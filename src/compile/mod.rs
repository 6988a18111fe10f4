//! Directive compiler - turns template markup into live bindings.
//!
//! The compiler walks a node tree depth-first in pre-order, recognizing
//! directive attributes (`v-...`), the event shorthand (`@...`), and
//! `{{ ... }}` interpolation in text nodes, and dispatches each to the
//! matching handler in [`handlers`].
//!
//! Compilation stages the work: the container's children are detached,
//! processed while disconnected, and reattached in one step, so partially
//! compiled states are never observable through the container and no
//! incremental reattachment happens. Node identity is preserved - nodes are
//! reparented, never cloned.

pub mod directive;
pub mod handlers;
pub mod path;

use std::rc::Rc;

use crate::dom::{Node, NodeKind};
use crate::error::BindError;
use crate::vm::ViewModel;

pub use directive::{parse_directive, Directive, DirectiveKind};
pub use path::{get_path, render_interpolation, set_path};

use directive::{DIRECTIVE_PREFIX, EVENT_SHORTHAND_PREFIX};

/// Compile a container's children against a ViewModel.
///
/// Detaches the children into a staging list, compiles each subtree, then
/// reattaches the fully processed nodes as the container's children.
pub fn compile(container: &Node, vm: &Rc<ViewModel>) -> Result<(), BindError> {
    #[cfg(feature = "tracing")]
    let _span = tracing::debug_span!("compile", children = container.child_count()).entered();

    let staged = container.take_children();
    for child in &staged {
        compile_node(child, vm)?;
    }
    for child in staged {
        container.append_child(child);
    }
    Ok(())
}

/// Compile one node, then its children in document order.
fn compile_node(node: &Node, vm: &Rc<ViewModel>) -> Result<(), BindError> {
    match node.kind() {
        NodeKind::Element { .. } => compile_element(node, vm)?,
        NodeKind::Text => compile_text(node, vm)?,
    }
    // Children are fetched after the handlers ran: v-html, for instance,
    // replaces them wholesale.
    for child in node.children() {
        compile_node(&child, vm)?;
    }
    Ok(())
}

/// Process an element's attributes.
///
/// Every `v-` attribute is stripped after dispatch - unknown directive names
/// included, which are otherwise silently skipped. The `@` shorthand
/// dispatches to the `on` handler but is left in place; only `v-` prefixed
/// attributes disappear from the rendered output.
fn compile_element(node: &Node, vm: &Rc<ViewModel>) -> Result<(), BindError> {
    for (name, value) in node.attributes() {
        if name.starts_with(DIRECTIVE_PREFIX) {
            if let Some(dir) = parse_directive(&name, &value) {
                handlers::apply(dir.kind, node, dir.expr, vm, dir.secondary)?;
            }
            node.remove_attribute(&name);
        } else if let Some(event_name) = name.strip_prefix(EVENT_SHORTHAND_PREFIX) {
            handlers::apply(DirectiveKind::On, node, &value, vm, Some(event_name))?;
        }
    }
    Ok(())
}

/// Dispatch text nodes containing interpolation spans to the text handler
/// with their raw content; plain text nodes are left untouched.
fn compile_text(node: &Node, vm: &Rc<ViewModel>) -> Result<(), BindError> {
    let content = node.text_content();
    if path::has_interpolation(&content) {
        handlers::apply(DirectiveKind::Text, node, &content, vm, None)?;
    }
    Ok(())
}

++++++

> _Brief_
When you reach the line containing "the rendered output." in the data above, start copying exactly, and stop after the line containing "if let Some(dir)".

> _Solution to this task_
/// attributes disappear from the rendered output.
fn compile_element(node: &Node, vm: &Rc<ViewModel>) -> Result<(), BindError> {
    for (name, value) in node.attributes() {
        if name.starts_with(DIRECTIVE_PREFIX) {
            if let Some(dir) = parse_directive(&name, &value) {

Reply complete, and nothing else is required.